Stored data entries

use serde::{Deserialize, Serialize};

use crate::domain::types::{PoolId, QuotaId, TrainerId};
use crate::mapper::Model;
use crate::schema::{FieldKind, FieldSpec, ModelSchema};

pub const QUOTA_SCHEMA: ModelSchema = ModelSchema::new(
    "QuotaModel",
    &[
        FieldSpec::required("quotaId", "Cupo", FieldKind::Integer),
        FieldSpec::required("poolId", "Sede", FieldKind::Integer),
        FieldSpec::required("name", "Nombre", FieldKind::Text),
        FieldSpec::required("capacity", "Capacidad", FieldKind::Integer),
        FieldSpec::optional("occupied", "Ocupados", FieldKind::Integer),
        FieldSpec::optional("weekday", "Día", FieldKind::Integer),
        FieldSpec::optional("startTime", "Hora de inicio", FieldKind::Text),
        FieldSpec::optional("endTime", "Hora de fin", FieldKind::Text),
        FieldSpec::optional("trainerId", "Entrenador", FieldKind::Integer),
    ],
);

/// A scheduled class slot with a limited number of places.
#[derive(Clone, Debug, Serialize, Deserialize, PartialEq, Eq)]
#[serde(rename_all = "camelCase")]
pub struct Quota {
    pub quota_id: QuotaId,
    pub pool_id: PoolId,
    pub name: String,
    pub capacity: i64,
    pub occupied: Option<i64>,
    /// ISO weekday, 1 = Monday.
    pub weekday: Option<i64>,
    pub start_time: Option<String>,
    pub end_time: Option<String>,
    pub trainer_id: Option<TrainerId>,
}

impl Quota {
    /// Places still free; never negative.
    pub fn available(&self) -> i64 {
        (self.capacity - self.occupied.unwrap_or(0)).max(0)
    }
}

impl Model for Quota {
    const SCHEMA: &'static ModelSchema = &QUOTA_SCHEMA;
}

• **Exercise prompt**: Copy the records above, keeping each line identical.

• **Your solution**:
use serde::{Deserialize, Serialize};

use crate::domain::types::{PoolId, QuotaId, TrainerId};
use crate::mapper::Model;
use crate::schema::{FieldKind, FieldSpec, ModelSchema};

pub const QUOTA_SCHEMA: ModelSchema = ModelSchema::new(
    "QuotaModel",
    &[
        FieldSpec::required("quotaId", "Cupo", FieldKind::Integer),
        FieldSpec::required("poolId", "Sede", FieldKind::Integer),
        FieldSpec::required("name", "Nombre", FieldKind::Text),
        FieldSpec::required("capacity", "Capacidad", FieldKind::Integer),
        FieldSpec::optional("occupied", "Ocupados", FieldKind::Integer),
        FieldSpec::optional("weekday", "Día", FieldKind::Integer),
        FieldSpec::optional("startTime", "Hora de inicio", FieldKind::Text),
        FieldSpec::optional("endTime", "Hora de fin", FieldKind::Text),
        FieldSpec::optional("trainerId", "Entrenador", FieldKind::Integer),
    ],
);

/// A scheduled class slot with a limited number of places.
#[derive(Clone, Debug, Serialize, Deserialize, PartialEq, Eq)]
#[serde(rename_all = "camelCase")]
pub struct Quota {
    pub quota_id: QuotaId,
    pub pool_id: PoolId,
    pub name: String,
    pub capacity: i64,
    pub occupied: Option<i64>,
    /// ISO weekday, 1 = Monday.
    pub weekday: Option<i64>,
    pub start_time: Option<String>,
    pub end_time: Option<String>,
    pub trainer_id: Option<TrainerId>,
}

impl Quota {
    /// Places still free; never negative.
    pub fn available(&self) -> i64 {
        (self.capacity - self.occupied.unwrap_or(0)).max(0)
    }
}

impl Model for Quota {
    const SCHEMA: &'static ModelSchema = &QUOTA_SCHEMA;
}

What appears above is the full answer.